One of the fundamental pillars of democracy is to establish public confidence in the election mechanism. Insisting on instating a fictional election mechanism in Egypt will drive many to distance themselves from the political sphere and incite others to consider engaging in unpleasant alternatives. Most Egyptian political observers are almost certain that President Al Sisi will be re-elected in the upcoming presidential election, yet the Egyptian State does not truly want to run a full-fledged free and fair election.

Moreover, according to the Egyptian Constitution a President may not serve more than two terms, totaling eight years in office, and I doubt that this provision can be easily changed any time in the near future. Egypt’s true challenge does not lie in the re-election of President Al Sisi per se, but in our ability to establish a presidential election system that is acceptable to all political forces and can last for many years.

The manner in which the election is currently being managed works on strengthening the position of citizens who have lost hope in any genuine political reform. This segment of the population, which has been expanding, is choosing different routes; its members are either completely distancing themselves from politics, or adopting extreme views that aim at using violence to change the ruling regime. Meanwhile, the efforts expended by the very few citizens who are still trying to push for reform through peaceful means are clearly heading towards a resounding defeat.

Egyptians who argue that a ‘make believe’ election is a temporary solution that serves our needs during the current period are running out of good arguments; they have been using the same reasoning, in every election, for decades. Furthermore, President Al Sisi does not need this kind of artificial support, particularly in light of his supporters’ assertions concerning his widespread popularity.

To persist (as we are currently doing) in planning a tailor-made presidential election will not only raise questions about how Egypt is truly ruled; it also deters international investors from expanding their businesses into Egypt. This kind of election process does not create sufficient confidence in our governing system, which obviously affects international investors’ decisions. We are not even applying Mubarak’s old policy of empowering a few cronies (by offering them the political needed protection) to encourage international investors to expand their businesses into Egypt.

The current method of managing the presidential election, with its resistance to the application of any realistic political process, is encouraging Egyptian citizens to express their frustration on social media, where they incite their acquaintances against the government. The arguments these citizens present to their followers at home, and to the international political community, usually have more merit than the viewpoint espoused by the State, which lacks all aspects of elementary wisdom about ruling a country competently.

The Egyptian State believes that it can easily rule Egypt in a manner that suits its policy, driving the country toward the destination it desires, while imposing its tactics on our population of 100 million inhabitants. This approach overlooks the fact that a tiny determined percentage of this large population, working on foiling the State’s strategy, could easily constitute a solid blockade in the face of its plans. This segment will not emerge if the State would run an objective election – which is not the present case.

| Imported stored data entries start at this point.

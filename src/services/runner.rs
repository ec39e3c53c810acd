use crate::error::RunError;
use crate::models::{ObjectListing, UploadRequest};
use crate::services::storage::StorageClient;
use crate::utils::output::{self, LISTING_MARKER, START_MARKER};
use std::io::Write;
use tracing::{error, info};

/// What to do when the upload fails.
#[derive(Debug, Clone, Copy, Default, PartialEq, Eq)]
pub enum ErrorPolicy {
    /// Log the upload failure and go on to list the bucket.
    #[default]
    BestEffort,
    /// Stop at the first failure.
    AbortOnFirstError,
}

/// Upload one file, then list and print the bucket.
///
/// A list failure always ends the run before anything else is written.
pub async fn run<W: Write>(
    client: &StorageClient,
    bucket: &str,
    upload: &UploadRequest,
    policy: ErrorPolicy,
    out: &mut W,
) -> Result<ObjectListing, RunError> {
    output::write_marker(out, START_MARKER)?;

    if let Err(e) = client.upload_object(upload).await {
        error!("❌ {}", e);
        if policy == ErrorPolicy::AbortOnFirstError {
            return Err(e.into());
        }
    }

    let listing = client.list_objects(bucket).await?;
    info!("📦 {} objects in '{}'", listing.len(), bucket);

    output::write_marker(out, LISTING_MARKER)?;
    output::render_listing(out, &listing)?;
    out.flush()?;

    Ok(listing)
}
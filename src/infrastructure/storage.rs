use crate::config::StorageConfig;
use crate::services::endpoint::EndpointResolver;
use crate::services::storage::{S3ObjectStore, StorageClient};
use aws_config::retry::RetryConfig;
use aws_sdk_s3::config::{Credentials, Region};
use std::sync::Arc;
use tracing::info;

/// R2 ignores the region but the signer still needs one.
pub const REGION_SENTINEL: &str = "auto";

pub async fn setup_storage(
    config: &StorageConfig,
    resolver: &dyn EndpointResolver,
) -> StorageClient {
    let endpoint_url = resolver.resolve(&config.account_id);

    info!(
        "☁️  S3 Storage: {} (Bucket: {})",
        endpoint_url, config.bucket_name
    );

    let aws_config = aws_config::from_env()
        .endpoint_url(&endpoint_url)
        .region(Region::new(REGION_SENTINEL))
        // failures surface to the caller on the first attempt
        .retry_config(RetryConfig::disabled())
        .credentials_provider(Credentials::new(
            config.access_key.clone(),
            config.secret_key.clone(),
            None,
            None,
            "static",
        ))
        .load()
        .await;

    let s3_config = aws_sdk_s3::config::Builder::from(&aws_config)
        .force_path_style(true)
        .build();

    let s3_client = aws_sdk_s3::Client::from_conf(s3_config);
    StorageClient::new(endpoint_url, Arc::new(S3ObjectStore::new(s3_client)))
}
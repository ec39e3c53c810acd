#![allow(dead_code)]

use async_trait::async_trait;
use aws_sdk_s3::primitives::ByteStream;
use rust_r2_client::ObjectStore;
use rust_r2_client::models::{ObjectListing, ObjectSummary};
use std::collections::HashMap;
use std::sync::Mutex;
use std::sync::atomic::{AtomicUsize, Ordering};

pub struct StoredObject {
    pub data: Vec<u8>,
    pub content_type: String,
}

/// In-memory store that records every call made against it.
pub struct MockObjectStore {
    pub files: Mutex<HashMap<String, StoredObject>>,
    pub put_calls: AtomicUsize,
    pub list_calls: AtomicUsize,
    pub put_error: Option<String>,
    pub list_error: Option<String>,
    pub listing: Vec<ObjectSummary>,
}

impl MockObjectStore {
    pub fn new() -> Self {
        Self {
            files: Mutex::new(HashMap::new()),
            put_calls: AtomicUsize::new(0),
            list_calls: AtomicUsize::new(0),
            put_error: None,
            list_error: None,
            listing: Vec::new(),
        }
    }

    pub fn with_listing(mut self, listing: Vec<ObjectSummary>) -> Self {
        self.listing = listing;
        self
    }

    pub fn failing_put(mut self, message: &str) -> Self {
        self.put_error = Some(message.to_string());
        self
    }

    pub fn failing_list(mut self, message: &str) -> Self {
        self.list_error = Some(message.to_string());
        self
    }

    pub fn put_count(&self) -> usize {
        self.put_calls.load(Ordering::SeqCst)
    }

    pub fn list_count(&self) -> usize {
        self.list_calls.load(Ordering::SeqCst)
    }
}

#[async_trait]
impl ObjectStore for MockObjectStore {
    async fn put_object(
        &self,
        bucket: &str,
        key: &str,
        body: ByteStream,
        content_type: &str,
    ) -> anyhow::Result<()> {
        self.put_calls.fetch_add(1, Ordering::SeqCst);
        if let Some(message) = &self.put_error {
            return Err(anyhow::anyhow!("{}", message));
        }

        let data = body.collect().await?.into_bytes().to_vec();
        self.files.lock().unwrap().insert(
            format!("{}/{}", bucket, key),
            StoredObject {
                data,
                content_type: content_type.to_string(),
            },
        );
        Ok(())
    }

    async fn list_objects(&self, _bucket: &str) -> anyhow::Result<ObjectListing> {
        self.list_calls.fetch_add(1, Ordering::SeqCst);
        if let Some(message) = &self.list_error {
            return Err(anyhow::anyhow!("{}", message));
        }

        Ok(ObjectListing {
            objects: self.listing.clone(),
            is_truncated: false,
        })
    }
}

pub fn summary(key: &str, size: i64) -> ObjectSummary {
    ObjectSummary {
        key: Some(key.to_string()),
        size: Some(size),
        last_modified: chrono::DateTime::from_timestamp(1_700_000_000, 0),
        storage_class: Some("STANDARD".to_string()),
        ..ObjectSummary::default()
    }
}
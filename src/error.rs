use std::path::PathBuf;
use thiserror::Error;

#[derive(Error, Debug)]
pub enum ConfigError {
    #[error("Failed to load env: {0}")]
    EnvFile(#[from] dotenvy::Error),

    #[error("Missing environment variable: {name}")]
    MissingVar { name: &'static str },
}

#[derive(Debug, Clone, Copy, PartialEq, Eq)]
pub enum UploadErrorKind {
    FileNotFound,
    FileUnreadable,
    RemoteRejected,
}

#[derive(Error, Debug)]
pub enum UploadError {
    #[error("Couldn't open file: {} not found", path.display())]
    FileNotFound { path: PathBuf },

    #[error("Couldn't open file: {}: {source}", path.display())]
    FileUnreadable {
        path: PathBuf,
        #[source]
        source: std::io::Error,
    },

    #[error("Couldn't upload file to S3: {0}")]
    RemoteRejected(#[source] anyhow::Error),
}

impl UploadError {
    pub fn kind(&self) -> UploadErrorKind {
        match self {
            UploadError::FileNotFound { .. } => UploadErrorKind::FileNotFound,
            UploadError::FileUnreadable { .. } => UploadErrorKind::FileUnreadable,
            UploadError::RemoteRejected(_) => UploadErrorKind::RemoteRejected,
        }
    }
}

#[derive(Debug, Clone, Copy, PartialEq, Eq)]
pub enum ListErrorKind {
    RemoteRejected,
}

#[derive(Error, Debug)]
pub enum ListError {
    #[error("Failed to retrieve objects: {0}")]
    RemoteRejected(#[source] anyhow::Error),
}

impl ListError {
    pub fn kind(&self) -> ListErrorKind {
        match self {
            ListError::RemoteRejected(_) => ListErrorKind::RemoteRejected,
        }
    }
}

/// Failure of the upload-then-list sequence as a whole.
#[derive(Error, Debug)]
pub enum RunError {
    #[error(transparent)]
    Upload(#[from] UploadError),

    #[error(transparent)]
    List(#[from] ListError),

    #[error("Failed to write output: {0}")]
    Output(#[from] std::io::Error),
}
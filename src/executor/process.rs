// External-process backend - one child process per host

use std::io::Read;
use std::path::PathBuf;
use std::process::{Child, Command, ExitStatus, Stdio};
use std::time::Duration;

use parking_lot::Mutex;
use tracing::{debug, info};

use super::{Operation, OperationCall, OperationError};
use crate::job::OperationArgs;

/// Environment variable carrying the secret to the child process
pub const SECRET_ENV: &str = "NETPANEL_SECRET";

const WAIT_POLL: Duration = Duration::from_millis(10);

/// Runs an external driver program for every host.
///
/// The driver is invoked as
/// `<program> [leading args] <kind> --host H --port P --username U
/// --conn-timeout C --timeout T [kind args]` and its stdout becomes the host
/// output. The secret never appears on the command line.
pub struct ProcessOperation {
    program: PathBuf,
    leading_args: Vec<String>,
    child: Mutex<Option<Child>>,
}

impl ProcessOperation {
    pub fn new(program: impl Into<PathBuf>) -> Self {
        ProcessOperation {
            program: program.into(),
            leading_args: Vec::new(),
            child: Mutex::new(None),
        }
    }

    /// Arguments placed before the generated ones, e.g. a script path
    pub fn with_args<I, S>(mut self, args: I) -> Self
    where
        I: IntoIterator<Item = S>,
        S: Into<String>,
    {
        self.leading_args = args.into_iter().map(Into::into).collect();
        self
    }

    /// Whether a child process is currently running
    pub fn is_running(&self) -> bool {
        self.child.lock().is_some()
    }

    // The slot is locked only per poll, so terminate() can still reach a
    // driver that closed stdout but keeps running
    fn wait_child(&self) -> Result<ExitStatus, OperationError> {
        loop {
            {
                let mut slot = self.child.lock();
                let child = slot
                    .as_mut()
                    .ok_or_else(|| OperationError::new("Driver process was lost"))?;
                let polled = child
                    .try_wait()
                    .map_err(|e| OperationError::new(format!("Failed to wait for driver: {}", e)))?;
                if let Some(status) = polled {
                    slot.take();
                    return Ok(status);
                }
            }
            std::thread::sleep(WAIT_POLL);
        }
    }
}

impl Operation for ProcessOperation {
    fn invoke(&self, call: &OperationCall<'_>) -> Result<String, OperationError> {
        let mut child = Command::new(&self.program)
            .args(&self.leading_args)
            .args(command_args(call))
            .env(SECRET_ENV, call.secret)
            .stdin(Stdio::null())
            .stdout(Stdio::piped())
            .stderr(Stdio::piped())
            .spawn()
            .map_err(|e| {
                OperationError::new(format!(
                    "Failed to start {}: {}",
                    self.program.display(),
                    e
                ))
            })?;

        debug!(host = call.host, pid = child.id(), "driver process started");

        let mut stdout = child
            .stdout
            .take()
            .ok_or_else(|| OperationError::new("Failed to capture stdout"))?;
        let mut stderr = child
            .stderr
            .take()
            .ok_or_else(|| OperationError::new("Failed to capture stderr"))?;

        *self.child.lock() = Some(child);

        // Drain stderr separately so a chatty driver cannot fill the pipe
        let stderr_reader = std::thread::spawn(move || {
            let mut buf = Vec::new();
            let _ = stderr.read_to_end(&mut buf);
            String::from_utf8_lossy(&buf).into_owned()
        });

        let mut out = Vec::new();
        let read = stdout.read_to_end(&mut out);

        let status = self.wait_child();
        let stderr_text = stderr_reader.join().unwrap_or_default();

        let status = status?;
        read.map_err(|e| OperationError::new(format!("Failed to read driver output: {}", e)))?;

        if status.success() {
            return Ok(String::from_utf8_lossy(&out).into_owned());
        }

        let message = match (stderr_text.trim(), status.code()) {
            ("", Some(code)) => format!("Driver exited with status {}", code),
            ("", None) => "Driver was terminated".to_string(),
            (text, _) => text.to_string(),
        };
        Err(OperationError::new(message))
    }

    fn terminate(&self) -> Result<(), OperationError> {
        let mut slot = self.child.lock();
        let Some(child) = slot.as_mut() else {
            return Ok(());
        };

        info!(pid = child.id(), "terminating driver process");
        child
            .kill()
            .map_err(|e| OperationError::new(format!("Failed to terminate driver: {}", e)))
    }
}

fn push_opt(args: &mut Vec<String>, name: &str, value: &str) {
    args.push(format!("--{}", name));
    args.push(value.to_string());
}

/// Command-line arguments for one host, without the program itself
pub fn command_args(call: &OperationCall<'_>) -> Vec<String> {
    let mut args = vec![
        call.kind.slug().to_string(),
        "--host".to_string(),
        call.host.to_string(),
        "--port".to_string(),
        call.port.to_string(),
        "--username".to_string(),
        call.username.to_string(),
        "--conn-timeout".to_string(),
        call.connect_timeout.as_secs().to_string(),
        "--timeout".to_string(),
        call.session_timeout.as_secs().to_string(),
    ];

    match call.args {
        OperationArgs::Empty => {}
        OperationArgs::RunCommands {
            commands,
            format,
            xpath,
        } => {
            push_opt(&mut args, "commands", commands);
            push_opt(&mut args, "format", format.as_str());
            if *xpath {
                args.push("--xpath".to_string());
            }
        }
        OperationArgs::DiffConfig { target, mode } => {
            push_opt(&mut args, "second-host", target);
            push_opt(&mut args, "mode", mode.as_str());
        }
        OperationArgs::CommitSet {
            commands,
            check_only,
            synchronize,
            comment,
            confirmed,
            at_time,
            blank,
        } => {
            push_opt(&mut args, "commands", commands);
            if let Some(comment) = comment {
                push_opt(&mut args, "comment", comment);
            }
            if let Some(seconds) = confirmed {
                push_opt(&mut args, "confirmed", &seconds.to_string());
            }
            if let Some(at) = at_time {
                push_opt(&mut args, "at", at);
            }
            for (on, flag) in [
                (*check_only, "--check"),
                (*synchronize, "--synchronize"),
                (*blank, "--blank"),
            ] {
                if on {
                    args.push(flag.to_string());
                }
            }
        }
        OperationArgs::FileTransfer {
            source,
            destination,
            direction,
            multi,
        } => {
            push_opt(&mut args, "direction", direction.as_str());
            push_opt(&mut args, "source", source);
            push_opt(&mut args, "destination", destination);
            if *multi {
                args.push("--multi".to_string());
            }
        }
        OperationArgs::ShellCommand { command } => push_opt(&mut args, "command", command),
        OperationArgs::ShowCompare { commands } => push_opt(&mut args, "commands", commands),
    }

    args
}

#[cfg(test)]
mod tests {
    use super::*;
    use crate::job::{OperationKind, ReplyFormat};
    use pretty_assertions::assert_eq;

    fn call<'a>(kind: OperationKind, args: &'a OperationArgs) -> OperationCall<'a> {
        OperationCall {
            kind,
            args,
            host: "r1",
            port: 830,
            username: "ops",
            secret: "sw0rdfish",
            connect_timeout: Duration::from_secs(5),
            session_timeout: Duration::from_secs(300),
        }
    }

    #[test]
    fn test_command_args_for_run_commands() {
        let args = OperationArgs::RunCommands {
            commands: "show version".to_string(),
            format: ReplyFormat::Xml,
            xpath: true,
        };
        let argv = command_args(&call(OperationKind::RunCommands, &args));

        assert_eq!(
            argv,
            vec![
                "run-commands", "--host", "r1", "--port", "830", "--username", "ops",
                "--conn-timeout", "5", "--timeout", "300", "--commands", "show version",
                "--format", "xml", "--xpath",
            ]
        );
        assert!(!argv.iter().any(|a| a.contains("sw0rdfish")));
    }

    #[test]
    fn test_command_args_for_commit() {
        let args = OperationArgs::CommitSet {
            commands: "set system host-name r1".to_string(),
            check_only: false,
            synchronize: true,
            comment: Some("ticket 42".to_string()),
            confirmed: Some(300),
            at_time: None,
            blank: false,
        };
        let argv = command_args(&call(OperationKind::CommitSet, &args));
        let tail: Vec<_> = argv[11..].to_vec();

        assert_eq!(
            tail,
            vec![
                "--commands", "set system host-name r1", "--comment", "ticket 42",
                "--confirmed", "300", "--synchronize",
            ]
        );
    }

    #[cfg(unix)]
    fn shell(script: &str) -> ProcessOperation {
        // sh -c SCRIPT puts the kind in $0 and the host in $2
        ProcessOperation::new("sh").with_args(["-c", script])
    }

    #[cfg(unix)]
    #[test]
    fn test_invoke_passes_secret_through_env() {
        let op = shell(r#"printf '%s %s %s\n' "$0" "$2" "$NETPANEL_SECRET""#);
        let args = OperationArgs::Empty;

        let out = op.invoke(&call(OperationKind::DeviceInfo, &args)).unwrap();
        assert_eq!(out, "device-info r1 sw0rdfish\n");
        assert!(!op.is_running());
    }

    #[cfg(unix)]
    #[test]
    fn test_nonzero_exit_carries_stderr() {
        let op = shell("echo 'connection refused' >&2; exit 3");
        let args = OperationArgs::Empty;

        let err = op.invoke(&call(OperationKind::DeviceInfo, &args)).unwrap_err();
        assert_eq!(err.message, "connection refused");
    }

    #[cfg(unix)]
    #[test]
    fn test_terminate_kills_running_child() {
        use std::sync::Arc;
        use std::time::Instant;

        let op = Arc::new(shell("exec sleep 30"));
        let worker = {
            let op = op.clone();
            std::thread::spawn(move || {
                let args = OperationArgs::Empty;
                op.invoke(&call(OperationKind::HealthCheck, &args))
            })
        };

        let deadline = Instant::now() + Duration::from_secs(10);
        while !op.is_running() {
            assert!(Instant::now() < deadline, "driver never started");
            std::thread::sleep(Duration::from_millis(5));
        }

        let started = Instant::now();
        op.terminate().unwrap();
        let result = worker.join().unwrap();

        assert!(result.is_err());
        assert!(started.elapsed() < Duration::from_secs(10));
        assert!(op.terminate().is_ok());
    }

    #[cfg(unix)]
    #[test]
    fn test_terminate_reaches_driver_after_stdout_closed() {
        use std::sync::Arc;
        use std::time::Instant;

        // Closing both pipes leaves nothing to read while the driver lives on
        let op = Arc::new(shell("exec >&- 2>&-; exec sleep 30"));
        let worker = {
            let op = op.clone();
            std::thread::spawn(move || {
                let args = OperationArgs::Empty;
                op.invoke(&call(OperationKind::HealthCheck, &args))
            })
        };

        let deadline = Instant::now() + Duration::from_secs(10);
        while !op.is_running() {
            assert!(Instant::now() < deadline, "driver never started");
            std::thread::sleep(Duration::from_millis(5));
        }
        std::thread::sleep(Duration::from_millis(200));

        let started = Instant::now();
        op.terminate().unwrap();
        assert!(started.elapsed() < Duration::from_secs(2));

        let err = worker.join().unwrap().unwrap_err();
        assert_eq!(err.message, "Driver was terminated");
        assert!(started.elapsed() < Duration::from_secs(10));
        assert!(!op.is_running());
    }

    #[test]
    fn test_missing_program() {
        let op = ProcessOperation::new("/nonexistent/netpanel-driver");
        let args = OperationArgs::Empty;
        let err = op.invoke(&call(OperationKind::DeviceInfo, &args)).unwrap_err();
        assert!(err.message.contains("Failed to start"));
    }
}
#[cfg(test)]
mod tests {
    use super::*;
    use pretty_assertions::assert_eq;

    fn sample_form() -> JobForm {
        let mut form = JobForm {
            hosts: "r1,r2".to_string(),
            username: "netops".to_string(),
            secret: "sw0rdfish".to_string(),
            first_argument: "set system ntp server 10.0.0.1".to_string(),
            write_to_file: true,
            write_location: "/tmp/out.txt".to_string(),
            write_style: WriteStyle::Multiple,
            ..JobForm::default()
        };
        form.select_operation(OperationKind::CommitSet);
        form.commit.set(CommitFlag::Confirmed, true);
        form.commit_confirmed_minutes = "5".to_string();
        form
    }

    #[test]
    fn test_round_trip_record() {
        let dir = tempfile::tempdir().unwrap();
        let path = dir.path().join("tmpl.txt");

        let record = TemplateRecord::from_form(&sample_form());
        TemplateStore::save(&record, &path).unwrap();
        let loaded = TemplateStore::load(&path).unwrap();

        assert_eq!(loaded.record, record);
        assert!(loaded.issues.is_empty());
        assert!(loaded.unknown.is_empty());
    }

    #[test]
    fn test_secret_stored_obfuscated() {
        let dir = tempfile::tempdir().unwrap();
        let path = dir.path().join("tmpl.txt");

        let mut record = TemplateRecord::new();
        record.set(TemplateField::Password, "sw0rdfish");
        TemplateStore::save(&record, &path).unwrap();

        let raw = std::fs::read_to_string(&path).unwrap();
        assert_eq!(raw, "Password:~:c3cwcmRmaXNo\n");

        let mut form = JobForm::default();
        TemplateStore::load_into(&path, &mut form).unwrap();
        assert_eq!(form.secret, "sw0rdfish");
    }

    #[test]
    fn test_form_round_trip() {
        let dir = tempfile::tempdir().unwrap();
        let path = dir.path().join("tmpl.txt");
        let form = sample_form();

        TemplateStore::save(&TemplateRecord::from_form(&form), &path).unwrap();

        let mut restored = JobForm::default();
        let loaded = TemplateStore::load_into(&path, &mut restored).unwrap();
        assert!(loaded.issues.is_empty());
        assert_eq!(restored, form);
    }

    #[test]
    fn test_line_order_irrelevant() {
        let loaded = TemplateStore::parse(
            "DiffMode:~:Stanza\nOption:~:Diff Config\nIP:~:r9\nUsername:~:ops\n",
        );
        let mut form = JobForm::default();
        let issues = loaded.record.apply_to(&mut form);

        assert!(issues.is_empty());
        assert_eq!(form.hosts, "r9");
        assert_eq!(form.username, "ops");
        assert_eq!(form.diff_mode, DiffMode::Stanza);
        assert_eq!(form.operation, OperationKind::DiffConfig);
    }

    #[test]
    fn test_one_malformed_line_one_issue() {
        let content = "IP:~:r1\nUsername:~:ops\nthis line is broken\nPort:~:830\nTimeout:~:120\n";
        let loaded = TemplateStore::parse(content);

        assert_eq!(loaded.record.len(), 4);
        assert_eq!(loaded.issues.len(), 1);
        assert_eq!(loaded.issues[0].line, Some(3));

        let mut form = JobForm::default();
        assert!(loaded.record.apply_to(&mut form).is_empty());
        assert_eq!(form.port, "830");
        assert_eq!(form.session_timeout, "120");
    }

    #[test]
    fn test_unknown_fields_skipped() {
        let loaded = TemplateStore::parse("Theme:~:dark\nIP:~:r1\n");
        assert_eq!(loaded.unknown, vec!["Theme".to_string()]);
        assert!(loaded.issues.is_empty());
        assert_eq!(loaded.record.get(TemplateField::Ip), Some("r1"));
    }

    #[test]
    fn test_bad_value_keeps_earlier_fields() {
        let loaded = TemplateStore::parse("IP:~:r1\nWriteToFileBool:~:maybe\nUsername:~:ops\n");
        let mut form = JobForm::default();
        let issues = loaded.record.apply_to(&mut form);

        assert_eq!(issues.len(), 1);
        assert_eq!(issues[0].field, Some("WriteToFileBool"));
        assert_eq!(form.hosts, "r1");
        assert_eq!(form.username, "ops");
    }

    #[test]
    fn test_write_style_selected_by_key() {
        let loaded = TemplateStore::parse("SingleOrMultipleFiles:~:m\n");
        let mut form = JobForm::default();
        loaded.record.apply_to(&mut form);
        assert_eq!(form.write_style, WriteStyle::Multiple);
    }

    #[test]
    fn test_commit_flags_dropped_for_other_operation() {
        let loaded = TemplateStore::parse("CommitSynch:~:1\nOption:~:Health Check\n");
        let mut form = JobForm::default();
        loaded.record.apply_to(&mut form);
        assert!(!form.commit.synchronize);
        assert_eq!(form.operation, OperationKind::HealthCheck);
    }

    #[test]
    fn test_missing_file_leaves_form() {
        let mut form = sample_form();
        let before = form.clone();
        let err = TemplateStore::load_into(Path::new("/nonexistent/tmpl.txt"), &mut form);

        assert!(matches!(err, Err(TemplateError::Io { .. })));
        assert_eq!(form, before);
    }

    #[test]
    fn test_multi_line_value_rejected() {
        let dir = tempfile::tempdir().unwrap();
        let path = dir.path().join("tmpl.txt");

        let mut record = TemplateRecord::new();
        record.set(TemplateField::FirstArgument, "show version\nPassword:~:aGFja2Vk");
        record.set(TemplateField::Password, "sw0rdfish");

        let err = TemplateStore::save(&record, &path).unwrap_err();
        assert!(matches!(
            err,
            TemplateError::MultiLine {
                field: "FirstArgument",
                ..
            }
        ));
        assert!(!path.exists());

        record.set(TemplateField::FirstArgument, "show version\r");
        assert!(TemplateStore::save(&record, &path).is_err());
    }

    #[test]
    fn test_multi_line_secret_round_trips() {
        let dir = tempfile::tempdir().unwrap();
        let path = dir.path().join("tmpl.txt");

        let mut record = TemplateRecord::new();
        record.set(TemplateField::Password, "line one\nline two");
        TemplateStore::save(&record, &path).unwrap();

        let loaded = TemplateStore::load(&path).unwrap();
        assert_eq!(loaded.record, record);
    }

    #[test]
    fn test_save_to_unwritable_path() {
        let record = TemplateRecord::from_form(&JobForm::default());
        let result = TemplateStore::save(&record, Path::new("/nonexistent/dir/tmpl.txt"));
        assert!(result.is_err());
    }
}
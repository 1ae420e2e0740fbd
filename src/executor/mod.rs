// Executor module - job execution off the controller thread

use std::collections::HashMap;
use std::fmt;
use std::sync::Arc;
use std::time::Duration;

use thiserror::Error;

use crate::job::{OperationArgs, OperationKind};

pub mod channel;
pub mod process;
pub mod runner;
pub mod ssh;
pub mod supervisor;

pub use channel::{output_channel, ChunkKind, ChunkReceiver, ChunkSender, OutputChunk};
pub use process::ProcessOperation;
pub use runner::{CancelToken, JobRunner, RunnerHandle};
pub use ssh::SshOperation;
pub use supervisor::{JobSupervisor, TickOutcome};

/// A host-scoped failure reported by an operation
#[derive(Debug, Clone, PartialEq, Eq, Error)]
#[error("{message}")]
pub struct OperationError {
    pub message: String,
}

impl OperationError {
    pub fn new(message: impl Into<String>) -> Self {
        OperationError {
            message: message.into(),
        }
    }
}

/// Everything an operation receives for one host
#[derive(Clone, Copy)]
pub struct OperationCall<'a> {
    pub kind: OperationKind,
    pub args: &'a OperationArgs,
    pub host: &'a str,
    pub port: u16,
    pub username: &'a str,
    pub secret: &'a str,
    pub connect_timeout: Duration,
    pub session_timeout: Duration,
}

impl fmt::Debug for OperationCall<'_> {
    fn fmt(&self, f: &mut fmt::Formatter<'_>) -> fmt::Result {
        f.debug_struct("OperationCall")
            .field("kind", &self.kind)
            .field("host", &self.host)
            .field("port", &self.port)
            .field("username", &self.username)
            .finish_non_exhaustive()
    }
}

/// The remote-device operation, consumed as an opaque blocking call.
///
/// `invoke` runs on the worker thread and may block for as long as the
/// device takes. `terminate` is called from the controller thread on cancel;
/// operations that spawn a process kill it there, in-process ones ignore it.
pub trait Operation: Send + Sync {
    fn invoke(&self, call: &OperationCall<'_>) -> Result<String, OperationError>;

    fn terminate(&self) -> Result<(), OperationError> {
        Ok(())
    }
}

impl<F> Operation for F
where
    F: Fn(&OperationCall<'_>) -> Result<String, OperationError> + Send + Sync,
{
    fn invoke(&self, call: &OperationCall<'_>) -> Result<String, OperationError> {
        self(call)
    }
}

/// Wrap a closure as a shareable operation
pub fn from_fn<F>(f: F) -> Arc<dyn Operation>
where
    F: Fn(&OperationCall<'_>) -> Result<String, OperationError> + Send + Sync + 'static,
{
    Arc::new(f)
}

/// Operation kind to handler table
#[derive(Clone, Default)]
pub struct DispatchTable {
    handlers: HashMap<OperationKind, Arc<dyn Operation>>,
}

impl DispatchTable {
    pub fn new() -> Self {
        Self::default()
    }

    /// Route every operation kind to one handler
    pub fn uniform(handler: Arc<dyn Operation>) -> Self {
        let mut table = Self::new();
        for spec in crate::job::OPERATIONS.iter() {
            table.register(spec.kind, handler.clone());
        }
        table
    }

    pub fn register(&mut self, kind: OperationKind, handler: Arc<dyn Operation>) {
        self.handlers.insert(kind, handler);
    }

    pub fn with(mut self, kind: OperationKind, handler: Arc<dyn Operation>) -> Self {
        self.register(kind, handler);
        self
    }

    pub fn get(&self, kind: OperationKind) -> Option<Arc<dyn Operation>> {
        self.handlers.get(&kind).cloned()
    }

    pub fn supports(&self, kind: OperationKind) -> bool {
        self.handlers.contains_key(&kind)
    }
}

impl fmt::Debug for DispatchTable {
    fn fmt(&self, f: &mut fmt::Formatter<'_>) -> fmt::Result {
        let mut kinds: Vec<_> = self.handlers.keys().collect();
        kinds.sort();
        f.debug_struct("DispatchTable").field("kinds", &kinds).finish()
    }
}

Prior to blaming citizens and accusing them of working against the State, we should ask whether we have provided them with a genuine political path to pursue. Enabling only one or two candidates to compete for the presidency in a show election with a predetermined outcome makes it very difficult to convince Egyptians, and the entire world, that Egypt is running a free and fair election. Running a full-fledged democratic presidential election will probably bring the same result – but it will have a substantially more beneficial and long-lasting outcome for our country.